• Walker & Taylor, PLLC

Texans! Don't Bring Your Gun to the Ballot Box

Early voting in Texas began October 13, 2020, and Election Day is November 3, 2020. With election season upon us, a question we are frequently asked is: "can I, as a Texas License to Carry holder, carry my handgun with me when I vote?"

Texas Penal Code § 46.03(a) contains the answer to this question:

"[a] person commits an offense if the person intentionally, knowingly, or recklessly possesses or goes with a firearm, location-restricted knife, club, or prohibited weapon listed in Section 46.05(a) … on the premises of a polling place on the day of an election or while early voting is in progress."

Therefore, you should leave any of the above-listed weapons in your vehicle before you pull the lever.

What are "Premises"?

The definition of premises as it applies to Tex. Penal Code § 46.03 is actually is found in Texas Penal Code § 46.035.

"'Premises’ means a building or a portion of a building. [T]he term does not include any public or private driveway, street, sidewalk or walkway, parking lot, parking garage, or other parking area." Tex. Penal Code § 46.035(f)(3).

What is a "Polling Place"?

The Texas Penal Code and the Texas Election Code do not define "polling place." As of the publish date of this article, there has not been a criminal case heard by the Texas Appellate Courts to give us a bright line legal ruling as to their definition of "polling place."

There is an election code violation for Electioneering and Loitering near a polling place, and a prohibition on using electronic recording devices and wireless communication devices near a voting station. Both statutes prohibit activities within 100 feet of a polling place or voting station. Election judges also have broad discretion to settle disputes at the location they have in their charge.

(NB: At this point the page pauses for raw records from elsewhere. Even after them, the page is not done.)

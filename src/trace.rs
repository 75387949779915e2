//! Optional export of one run record per turn to a LangSmith-style endpoint.

use crate::config::Config;
use crate::conversation::Turn;
use crate::error::RemoteCallFailure;
use crate::llm::LlmMessage;
use crate::secrets::Secrets;
use anyhow::{Context, Result};
use chrono::{DateTime, Utc};
use serde::Serialize;
use serde_json::{Value, json};
use std::time::Duration;
use uuid::Uuid;

/// Upper bound on one export request, connect included
pub const DEFAULT_EXPORT_TIMEOUT: Duration = Duration::from_secs(5);

/// One traced completion call
#[derive(Debug, Clone, Serialize)]
pub struct RunRecord {
    pub id: Uuid,
    pub name: &'static str,
    pub run_type: &'static str,
    pub inputs: Value,
    #[serde(skip_serializing_if = "Option::is_none")]
    pub outputs: Option<Value>,
    #[serde(skip_serializing_if = "Option::is_none")]
    pub error: Option<String>,
    pub start_time: DateTime<Utc>,
    pub end_time: DateTime<Utc>,
    pub session_name: String,
}

impl RunRecord {
    pub fn new(
        project: &str,
        history: &[Turn],
        start_time: DateTime<Utc>,
        outcome: &Result<String, RemoteCallFailure>,
    ) -> Self {
        let messages: Vec<LlmMessage<'_>> = history.iter().map(LlmMessage::from).collect();
        let (outputs, error) = match outcome {
            Ok(reply) => (
                Some(json!({ "messages": [{ "role": "assistant", "content": reply }] })),
                None,
            ),
            Err(failure) => (None, Some(format!("{}: {}", failure.reason, failure.message))),
        };

        Self {
            id: Uuid::new_v4(),
            name: "chatbot",
            run_type: "llm",
            inputs: json!({ "messages": messages }),
            outputs,
            error,
            start_time,
            end_time: Utc::now(),
            session_name: project.to_string(),
        }
    }
}

/// Posts run records; failures are logged and otherwise ignored
#[derive(Clone)]
pub struct RunTracer {
    client: reqwest::Client,
    url: String,
    api_key: String,
    project: String,
    timeout: Duration,
}

impl RunTracer {
    /// Returns `None` unless tracing is enabled and a tracing key is present
    pub fn from_config(config: &Config, secrets: &Secrets) -> Result<Option<Self>> {
        if !config.tracing.enabled {
            return Ok(None);
        }
        let Some(api_key) = secrets.tracing_api_key() else {
            tracing::warn!("run tracing enabled but no langsmith_api_key found; tracing disabled");
            return Ok(None);
        };

        let client = reqwest::Client::builder()
            .connect_timeout(DEFAULT_EXPORT_TIMEOUT)
            .build()
            .context("Failed to create tracing HTTP client")?;

        Ok(Some(Self::with_http_client(
            client,
            &config.tracing.endpoint,
            api_key,
            &config.tracing.project,
        )))
    }

    pub fn with_http_client(
        client: reqwest::Client,
        endpoint: &str,
        api_key: &str,
        project: &str,
    ) -> Self {
        Self {
            client,
            url: format!("{}/runs", endpoint.trim_end_matches('/')),
            api_key: api_key.to_string(),
            project: project.to_string(),
            timeout: DEFAULT_EXPORT_TIMEOUT,
        }
    }

    pub fn with_timeout(mut self, timeout: Duration) -> Self {
        self.timeout = timeout;
        self
    }

    pub fn project(&self) -> &str {
        &self.project
    }

    pub async fn record(&self, run: &RunRecord) {
        let result = self
            .client
            .post(&self.url)
            .header("x-api-key", &self.api_key)
            .timeout(self.timeout)
            .json(run)
            .send()
            .await
            .and_then(|response| response.error_for_status());

        match result {
            Ok(_) => tracing::debug!(run_id = %run.id, "run exported"),
            Err(e) => tracing::warn!(run_id = %run.id, error = %e, "run export failed"),
        }
    }
}
use crate::ui::conversation::commands::{parse_slash_command, ParsedCommand};
use crossterm::event::{KeyCode, KeyEvent, KeyEventKind};
use ratatui::{
    buffer::Buffer,
    layout::Rect,
    style::{Color, Style},
    text::{Line, Span},
    widgets::{Block, Borders, Widget},
};
use unicode_width::UnicodeWidthStr;

/// Result returned when the user interacts with the composer
#[derive(Debug, PartialEq)]
pub enum ComposerResult {
    Submitted(String),
    Command(ParsedCommand),
    None,
}

/// Single-line text input. One submission produces one string.
#[derive(Debug, Clone, Default)]
pub struct ConversationComposer {
    content: String,
    /// Byte offset, always on a char boundary
    cursor: usize,
    placeholder: String,
    has_focus: bool,
}

impl ConversationComposer {
    pub fn new(placeholder: impl Into<String>) -> Self {
        Self {
            placeholder: placeholder.into(),
            has_focus: true,
            ..Default::default()
        }
    }

    /// Handle key input
    pub fn handle_key(&mut self, key: KeyEvent) -> ComposerResult {
        if key.kind != KeyEventKind::Press {
            return ComposerResult::None;
        }

        match key.code {
            KeyCode::Enter => {
                if self.content.trim().is_empty() {
                    return ComposerResult::None;
                }
                let content = std::mem::take(&mut self.content);
                self.cursor = 0;
                return match parse_slash_command(&content) {
                    Some(command) => ComposerResult::Command(command),
                    None => ComposerResult::Submitted(content),
                };
            }
            KeyCode::Char(c) => {
                self.content.insert(self.cursor, c);
                self.cursor += c.len_utf8();
            }
            KeyCode::Backspace => {
                if let Some(prev) = self.prev_boundary() {
                    self.content.remove(prev);
                    self.cursor = prev;
                }
            }
            KeyCode::Delete => {
                if self.cursor < self.content.len() {
                    self.content.remove(self.cursor);
                }
            }
            KeyCode::Left => {
                if let Some(prev) = self.prev_boundary() {
                    self.cursor = prev;
                }
            }
            KeyCode::Right => {
                if let Some(c) = self.content[self.cursor..].chars().next() {
                    self.cursor += c.len_utf8();
                }
            }
            KeyCode::Home => self.cursor = 0,
            KeyCode::End => self.cursor = self.content.len(),
            _ => {}
        }

        ComposerResult::None
    }

    fn prev_boundary(&self) -> Option<usize> {
        self.content[..self.cursor]
            .char_indices()
            .next_back()
            .map(|(index, _)| index)
    }

    pub fn set_focus(&mut self, has_focus: bool) {
        self.has_focus = has_focus;
    }

    pub fn content(&self) -> &str {
        &self.content
    }
}

impl Widget for &ConversationComposer {
    fn render(self, area: Rect, buf: &mut Buffer) {
        let block = Block::default()
            .borders(Borders::ALL)
            .title("Message")
            .style(if self.has_focus {
                Style::default().fg(Color::Green)
            } else {
                Style::default().fg(Color::Gray)
            });

        let inner_area = block.inner(area);
        block.render(area, buf);

        let line = if self.content.is_empty() {
            Line::from(vec![Span::styled(
                self.placeholder.as_str(),
                Style::default().fg(Color::DarkGray),
            )])
        } else {
            let mut content = self.content.clone();
            if self.has_focus {
                content.insert(self.cursor, '▌');
            }
            let visible = visible_window(&content, self.cursor, inner_area.width as usize);
            Line::from(vec![Span::raw(visible.to_string())])
        };

        buf.set_line(inner_area.x, inner_area.y, &line, inner_area.width);
    }
}

/// Slice of `text` that fits in `width` columns and contains the char at byte
/// offset `focus`. The window ends just after the focus when the text overflows
/// on both sides.
fn visible_window(text: &str, focus: usize, width: usize) -> &str {
    if width == 0 || UnicodeWidthStr::width(text) <= width {
        return text;
    }

    let chars: Vec<(usize, usize)> = text
        .char_indices()
        .map(|(index, ch)| (index, UnicodeWidthStr::width(ch.encode_utf8(&mut [0; 4]))))
        .collect();
    let focus_index = chars
        .iter()
        .position(|(index, _)| *index >= focus)
        .unwrap_or(chars.len());

    let mut start = focus_index;
    let mut end = focus_index;
    let mut used = 0;
    if let Some((_, w)) = chars.get(focus_index) {
        end += 1;
        used = *w;
    }
    while start > 0 && used + chars[start - 1].1 <= width {
        start -= 1;
        used += chars[start].1;
    }
    while end < chars.len() && used + chars[end].1 <= width {
        used += chars[end].1;
        end += 1;
    }

    let from = chars.get(start).map_or(text.len(), |(index, _)| *index);
    let to = chars.get(end).map_or(text.len(), |(index, _)| *index);
    &text[from..to]
}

This means it could be argued that carrying a handgun (other firearm, club, location-restricted knife, or prohibited weapon) within 100 feet of an entrance of a voting location could be a serious crime. If convicted, a violation of this law (except in the case of a location-restrict knife) is punishable as a Third Degree Felony, up to 10 years in prison, a $10,000 fine, permanent disqualification of the right to purchase and possess firearms, and the lifetime loss of a Texas License to Carry a Handgun ("LTC").

However, because of the definition of premises, it should be perfectly legal to carry a weapon while parked at the polling place, as long as you leave it safely secured and out of sight in the vehicle before you walk inside the building to cast your ballot.

What About Drive-Thru Voting?

With the ongoing COVID-19 pandemic, many Texas counties have authorized voting in same way you would order a burger combo—in a drive-thru. This should have no effect on an LTC holder (or other lawful gun owner) having a firearm in their own vehicle as they cast their ballot and proceed through the driveway, right? The legal definition of "premises" clearly excludes "…any public or private driveway, street, sidewalk or walkway, parking lot, parking garage, or other parking area."

Unfortunately, the Texas Legislature (along with everyone else) could not have predicted this pandemic or its effects on everyday life, including voting. The laws are not drafted to address this specific situation.

Therefore, we are left with legal arguments in the event someone is arrested for otherwise lawfully carrying a firearm in their vehicle; the statute clearly defines what "premises" are and are not.

It is possible a law enforcement officer could try to arrest someone who drove through a voting location with a prohibited weapon or firearm. It’s more likely they will not, because of the explicit language exempting driveways under the definition of premises. Alas, historically, some law enforcement officers have made greater logical leaps and mental gymnastics to meet their political objectives.

Keep in mind: there are places that are always off-limits for the possession of firearms and other prohibited weapons like schools, courtrooms, or 51% businesses. These prohibitions remain in effect, even if buildings are temporarily converted into polling locations, so absolutely do not bring a prohibited weapon into one of these locations. Further, if a polling location is located in a private location, be on the lookout for effective Tex. Penal Code §§ 30.06 and 30.07 notice.

Author: Walker & Taylor, PLLC

DISCLAIMER: The information on this website does not contain legal advice or create an attorney-client relationship. Every case is different, and this material is not a substitute for, and does not replace the advice or representation of, a licensed attorney.